Swanson v. Green (In re Green), 2007 WL 4570590 (December 2007) -- Judge Kelley
Debtors' discharge was denied based on § 727(a)(2) and (a)(4), when debtors failed to list personal property (Beanie Babies and Disney memorabilia) collected over many years and which debtors believed did not have value to anyone else. Court held that debtors should have listed property in general terms and given its value as unknown.
In re McPike, 2007 WL 2317420 (August 2007) -- Judge Kelley
Trustee's Objection to Plan Modification based on disposable income was overruled. Debtor's modification was approved as having been filed in good faith.
In re FV Steel & Wire Co., 372 B.R. 446 (July 2007) -- Judge Kelley
Analyzing CERCLA's provisions for the cost of recovery and removal of environmental hazards at a contaminated site, there was no clear proof that the EPA viewed the site as an imminent threat, and the Court valued a claim filed by a co-debtor on behalf of the EPA in the amount of $75,000.
In re Brandenburg, No. 07-20244-svk (May 2007) -- Judge Kelley
Debtor's mortgage payments on a Minnesota condominium that had been sold at a foreclosure sale two days before the petition could not be deducted on Line 42 of Form B22A as "scheduled as contractually due," due to the provisions of Minnesota foreclosure law. The same result may not occur under Wisconsin Law.
In re Stimac, 366 B.R. 889 (March 2007) -- Judge Kelley
For purposes of Form B22C, above-median debtors may deduct expenses for both their "basic home telephone service" (Line 25A) as well as cell phones and other telecommunications expenses (Line 37), as long as these other expenses are necessary for the health and welfare of the debtor or for the production of income. With respect to the Line 30 deduction for taxes, an above-median debtor may simply deduct the amount withheld from the debtor's paycheck as long as the debtor dedicates 50% of any tax refunds to the plan. If the debtor chooses not to dedicate 50% of the tax refunds, the correct Line 30 tax deduction will be presumed to be the amount actually paid in taxes as evidenced by the most recent tax return filed. The debtor may rebut this presumption by showing that the taxes paid in the most recent year would constitute an inaccurate deduction due to a change in circumstances; the trustee will then have the opportunity to challenge the accuracy or reasonableness of the debtor's calculations.
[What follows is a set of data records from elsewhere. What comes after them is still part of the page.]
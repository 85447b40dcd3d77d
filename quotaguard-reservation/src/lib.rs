//! quotaguard-reservation
//!
//! Lease-based soft holds against future account usage: `Reserve`/`Commit`/
//! `Cancel`, plus a background sweeper that expires stale active leases.
#![warn(missing_docs)]

use std::collections::HashMap;
use std::sync::atomic::{AtomicU64, Ordering};
use std::sync::Arc;

use quotaguard_core::{Clock, QuotaGuardError, SharedStore, SystemClock};
use quotaguard_types::{
    AccountId, CorrelationId, Reservation, ReservationConfig, ReservationId, ReservationStatus,
};
use tokio::sync::RwLock;
use tokio_util::sync::CancellationToken;

/// Per-account bookkeeping: the set of currently active reservation costs
/// and their sum, kept behind one lock so the two never observably diverge.
///
/// This is the Design Notes' "single per-account lock covering (quota
/// snapshot, active reservation set)" guidance; the quota snapshot itself
/// still lives in the `Store`, mirrored here via `Quotas::update` inside the
/// same operation that mutates `active`.
#[derive(Debug, Default, Clone)]
struct AccountReservationState {
    active: HashMap<ReservationId, f64>,
    virtual_used_pct: f64,
}

/// Manages short-lived, soft claims against accounts' future usage.
pub struct ReservationManager {
    states: RwLock<HashMap<AccountId, AccountReservationState>>,
    store: SharedStore,
    config: ReservationConfig,
    clock: Arc<dyn Clock>,
    id_counter: AtomicU64,
}

impl ReservationManager {
    /// Builds a reservation manager backed by `store`, using the system clock.
    #[must_use]
    pub fn new(store: SharedStore, config: ReservationConfig) -> Self {
        Self::with_clock(store, config, Arc::new(SystemClock))
    }

    /// Builds a reservation manager with an injected `Clock`, for
    /// deterministic sweeper/TTL tests.
    #[must_use]
    pub fn with_clock(store: SharedStore, config: ReservationConfig, clock: Arc<dyn Clock>) -> Self {
        Self {
            states: RwLock::new(HashMap::new()),
            store,
            config,
            clock,
            id_counter: AtomicU64::new(0),
        }
    }

    fn next_reservation_id(&self, account_id: &AccountId) -> ReservationId {
        let seq = self.id_counter.fetch_add(1, Ordering::Relaxed);
        ReservationId::new(format!("{account_id}-{seq}-{}", self.clock.now().timestamp_nanos_opt().unwrap_or_default()))
    }

    async fn mirror_virtual_used(&self, account_id: &AccountId, virtual_used_pct: f64) {
        let account_id = account_id.clone();
        quotaguard_core::Quotas::update(
            &*self.store,
            &account_id,
            Box::new(move |existing| {
                let mut quota = existing.expect("quota must exist to mirror virtual usage onto it");
                quota.virtual_used_pct = virtual_used_pct;
                quota
            }),
        )
        .await;
    }

    async fn mirror_virtual_used_if_present(&self, account_id: &AccountId, virtual_used_pct: f64) {
        if quotaguard_core::Quotas::get(&*self.store, account_id).await.is_some() {
            self.mirror_virtual_used(account_id, virtual_used_pct).await;
        }
    }

    /// Creates an active reservation for `account_id`, incrementing its
    /// `virtualUsedPct` by `estimated_cost_pct`.
    pub async fn reserve(
        &self,
        account_id: &AccountId,
        estimated_cost_pct: f64,
        ttl: Option<std::time::Duration>,
        correlation_id: CorrelationId,
    ) -> Reservation {
        let id = self.next_reservation_id(account_id);
        let created_at = self.clock.now();
        let ttl = ttl.unwrap_or(self.config.default_ttl);
        let expires_at = created_at + chrono::Duration::from_std(ttl).unwrap_or(chrono::Duration::zero());

        let virtual_used_pct = {
            let mut states = self.states.write().await;
            let state = states.entry(account_id.clone()).or_default();
            state.active.insert(id.clone(), estimated_cost_pct);
            state.virtual_used_pct = (state.virtual_used_pct + estimated_cost_pct).max(0.0);
            state.virtual_used_pct
        };
        self.mirror_virtual_used_if_present(account_id, virtual_used_pct).await;

        let reservation = Reservation {
            id,
            account_id: account_id.clone(),
            correlation_id,
            estimated_cost_pct,
            actual_cost_pct: None,
            status: ReservationStatus::Active,
            created_at,
            expires_at,
            released_at: None,
        };
        quotaguard_core::Reservations::set(&*self.store, reservation.clone()).await;
        reservation
    }

    async fn release_active(&self, account_id: &AccountId, reservation_id: &ReservationId) -> bool {
        let virtual_used_pct = {
            let mut states = self.states.write().await;
            let Some(state) = states.get_mut(account_id) else {
                return false;
            };
            let Some(prev_cost) = state.active.remove(reservation_id) else {
                return false;
            };
            state.virtual_used_pct = (state.virtual_used_pct - prev_cost).max(0.0);
            state.virtual_used_pct
        };
        self.mirror_virtual_used_if_present(account_id, virtual_used_pct).await;
        true
    }

    /// Transitions an active reservation to `Released`, recording the
    /// actual cost and decrementing `virtualUsedPct` by the originally
    /// reserved amount.
    pub async fn commit(
        &self,
        reservation_id: &ReservationId,
        actual_cost_pct: f64,
    ) -> Result<(), QuotaGuardError> {
        let mut reservation = quotaguard_core::Reservations::get(&*self.store, reservation_id)
            .await
            .ok_or_else(|| QuotaGuardError::ReservationNotActive {
                reservation_id: reservation_id.to_string(),
            })?;
        if reservation.status != ReservationStatus::Active {
            return Err(QuotaGuardError::ReservationNotActive {
                reservation_id: reservation_id.to_string(),
            });
        }
        self.release_active(&reservation.account_id, reservation_id).await;
        reservation.status = ReservationStatus::Released;
        reservation.actual_cost_pct = Some(actual_cost_pct);
        reservation.released_at = Some(self.clock.now());
        quotaguard_core::Reservations::set(&*self.store, reservation).await;
        Ok(())
    }

    /// Transitions an active reservation to `Cancelled`, decrementing
    /// `virtualUsedPct` by the originally reserved amount.
    pub async fn cancel(&self, reservation_id: &ReservationId) -> Result<(), QuotaGuardError> {
        let mut reservation = quotaguard_core::Reservations::get(&*self.store, reservation_id)
            .await
            .ok_or_else(|| QuotaGuardError::ReservationNotActive {
                reservation_id: reservation_id.to_string(),
            })?;
        if reservation.status != ReservationStatus::Active {
            return Err(QuotaGuardError::ReservationNotActive {
                reservation_id: reservation_id.to_string(),
            });
        }
        self.release_active(&reservation.account_id, reservation_id).await;
        reservation.status = ReservationStatus::Cancelled;
        reservation.released_at = Some(self.clock.now());
        quotaguard_core::Reservations::set(&*self.store, reservation).await;
        Ok(())
    }

    /// Current `virtualUsedPct` for `account_id`, for diagnostics/tests.
    pub async fn virtual_used_pct(&self, account_id: &AccountId) -> f64 {
        self.states
            .read()
            .await
            .get(account_id)
            .map_or(0.0, |s| s.virtual_used_pct)
    }

    async fn sweep_expired(&self) {
        let now = self.clock.now();
        let reservations = quotaguard_core::Reservations::list(&*self.store).await;
        for reservation in reservations {
            if reservation.status != ReservationStatus::Active || reservation.expires_at > now {
                continue;
            }
            let mut expired = reservation.clone();
            self.release_active(&expired.account_id, &expired.id).await;
            expired.status = ReservationStatus::Expired;
            expired.released_at = Some(now);
            quotaguard_core::Reservations::set(&*self.store, expired).await;
        }
    }

    /// Spawns the background sweeper that expires active reservations past
    /// `expires_at` on each `cleanup_interval` tick.
    pub fn spawn_sweeper(self: Arc<Self>) -> SweeperHandle {
        let manager = Arc::clone(&self);
        let interval = self.config.cleanup_interval;
        let token = CancellationToken::new();
        let task_token = token.clone();
        let handle = tokio::spawn(async move {
            loop {
                tokio::select! {
                    () = task_token.cancelled() => break,
                    () = manager.clock.sleep(interval) => {
                        manager.sweep_expired().await;
                    }
                }
            }
        });
        SweeperHandle { inner: Some(handle), token }
    }
}

/// Handle to the reservation sweeper task.
#[derive(Debug)]
pub struct SweeperHandle {
    inner: Option<tokio::task::JoinHandle<()>>,
    token: CancellationToken,
}

impl SweeperHandle {
    /// Requests cooperative shutdown and awaits the sweeper's completion.
    pub async fn stop(mut self) {
        self.token.cancel();
        if let Some(inner) = self.inner.take() {
            let _ = inner.await;
        }
    }
}

impl Drop for SweeperHandle {
    fn drop(&mut self) {
        self.token.cancel();
        if let Some(inner) = self.inner.take() {
            inner.abort();
        }
    }
}

#[cfg(test)]
mod tests {
    use super::*;
    use quotaguard_store::MemoryStore;
    use quotaguard_types::StoreConfig;

    fn manager() -> ReservationManager {
        let store: SharedStore = Arc::new(MemoryStore::new(StoreConfig::default()));
        ReservationManager::new(store, ReservationConfig::default())
    }

    #[tokio::test]
    async fn reserve_then_cancel_returns_virtual_used_to_zero() {
        let mgr = manager();
        let account = AccountId::new("a1");
        let reservation = mgr
            .reserve(&account, 5.0, None, CorrelationId::new("c1"))
            .await;
        assert!((mgr.virtual_used_pct(&account).await - 5.0).abs() < 1e-9);
        mgr.cancel(&reservation.id).await.unwrap();
        assert!((mgr.virtual_used_pct(&account).await - 0.0).abs() < 1e-9);
    }

    #[tokio::test]
    async fn two_reservations_commit_and_cancel_leave_zero_virtual_used() {
        let mgr = manager();
        let account = AccountId::new("a1");
        let r1 = mgr.reserve(&account, 5.0, None, CorrelationId::new("c1")).await;
        let r2 = mgr.reserve(&account, 5.0, None, CorrelationId::new("c2")).await;
        assert!((mgr.virtual_used_pct(&account).await - 10.0).abs() < 1e-9);
        mgr.commit(&r1.id, 3.0).await.unwrap();
        mgr.cancel(&r2.id).await.unwrap();
        assert!((mgr.virtual_used_pct(&account).await - 0.0).abs() < 1e-9);
    }

    #[tokio::test]
    async fn sweeper_expires_reservations_past_ttl() {
        let store: SharedStore = Arc::new(MemoryStore::new(StoreConfig::default()));
        let mut config = ReservationConfig::default();
        config.default_ttl = std::time::Duration::from_millis(10);
        config.cleanup_interval = std::time::Duration::from_millis(10);
        let mgr = Arc::new(ReservationManager::new(store, config));
        let account = AccountId::new("a1");
        let reservation = mgr
            .reserve(&account, 5.0, None, CorrelationId::new("c1"))
            .await;
        let handle = Arc::clone(&mgr).spawn_sweeper();
        tokio::time::sleep(std::time::Duration::from_millis(60)).await;
        handle.stop().await;
        assert!((mgr.virtual_used_pct(&account).await - 0.0).abs() < 1e-9);
        let stored = quotaguard_core::Reservations::get(&*mgr.store, &reservation.id)
            .await
            .unwrap();
        assert_eq!(stored.status, ReservationStatus::Expired);
    }

    #[tokio::test]
    async fn double_commit_is_rejected() {
        let mgr = manager();
        let account = AccountId::new("a1");
        let reservation = mgr.reserve(&account, 5.0, None, CorrelationId::new("c1")).await;
        mgr.commit(&reservation.id, 2.0).await.unwrap();
        let result = mgr.commit(&reservation.id, 2.0).await;
        assert!(result.is_err());
    }

    #[derive(Debug, Clone)]
    enum Op {
        Reserve(f64),
        ResolveFirstActive { commit: bool, actual: f64 },
    }

    fn op_strategy() -> impl proptest::strategy::Strategy<Value = Op> {
        use proptest::prelude::*;
        prop_oneof![
            (0.0..20.0f64).prop_map(Op::Reserve),
            (proptest::bool::ANY, 0.0..20.0f64).prop_map(|(commit, actual)| Op::ResolveFirstActive { commit, actual }),
        ]
    }

    proptest::proptest! {
        /// After any sequence of reserve/commit/cancel calls, `virtual_used_pct`
        /// always equals the sum of estimated costs still active, never drifting
        /// from it regardless of interleaving or which reservation is resolved.
        #[test]
        fn virtual_used_pct_matches_sum_of_active_reservations(ops in proptest::collection::vec(op_strategy(), 1..50)) {
            let rt = tokio::runtime::Builder::new_current_thread().build().unwrap();
            rt.block_on(async {
                let mgr = manager();
                let account = AccountId::new("a1");
                let mut active: Vec<ReservationId> = Vec::new();
                let mut expected = 0.0f64;

                for op in ops {
                    match op {
                        Op::Reserve(cost) => {
                            let reservation = mgr.reserve(&account, cost, None, CorrelationId::new("c")).await;
                            active.push(reservation.id);
                            expected += cost;
                        }
                        Op::ResolveFirstActive { commit, actual } => {
                            if active.is_empty() {
                                continue;
                            }
                            let id = active.remove(0);
                            let prior_cost = {
                                let states = mgr.states.read().await;
                                states.get(&account).and_then(|s| s.active.get(&id).copied()).unwrap_or(0.0)
                            };
                            if commit {
                                mgr.commit(&id, actual).await.unwrap();
                            } else {
                                mgr.cancel(&id).await.unwrap();
                            }
                            expected -= prior_cost;
                        }
                    }
                    let observed = mgr.virtual_used_pct(&account).await;
                    prop_assert!((observed - expected).abs() < 1e-6, "observed {observed} expected {expected}");
                }
                Ok(())
            })?;
        }
    }
}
In re Cline, No. 06-25495-svk (March 2007) -- Judge Kelley
In Chapter 7 Cases, the U.S. Trustee must file his statement of presumed abuse under § 704(b) within 10 days of the first date set for the meeting of creditors rather than the conclusion of the meeting of creditors. Although Bankruptcy Rule 9006 does not permit extension of this deadline, the Court may use its power under § 105(a) to extend the deadline if it appears that the debtor is attempting to abuse the bankruptcy process.
In re Nockerts, 357 B.R. 497 (December 2006) -- Judge Kelley
"Scheduled as contractually due" for purposes of § 707(b)(2)(A)(iii) means due under the contract between the debtor and secured creditor. The determination is to be made as of the date of the Chapter 7 petition, for purposes of the "presumption of abuse" in § 707(b)(2)(A)(i), and debtor's intent not to reaffirm is not relevant, as long as debtor is contractually obligated to make the payments on the date of the petition. For purposes of § 707(b)(3), more than the ability to pay some of the debt in a chapter 13 plan is needed to show an abuse under the "totality of the circumstances" test.
In re McCormick, 2006 WL 3499226 (December 2006) -- Judge Kelley
Till applies to 910 claims, and interest needs to be paid on such claims. In this case, given the very low risk of default, no additional interest was required to be added to the prime rate.
In re Grunert, 353 B.R. 591 (November 2006) -- Judge Kelley
Above-median debtors could take Local Standard expense deduction for vehicle ownership/lease expense, even though they owned their vehicle free and clear of liens.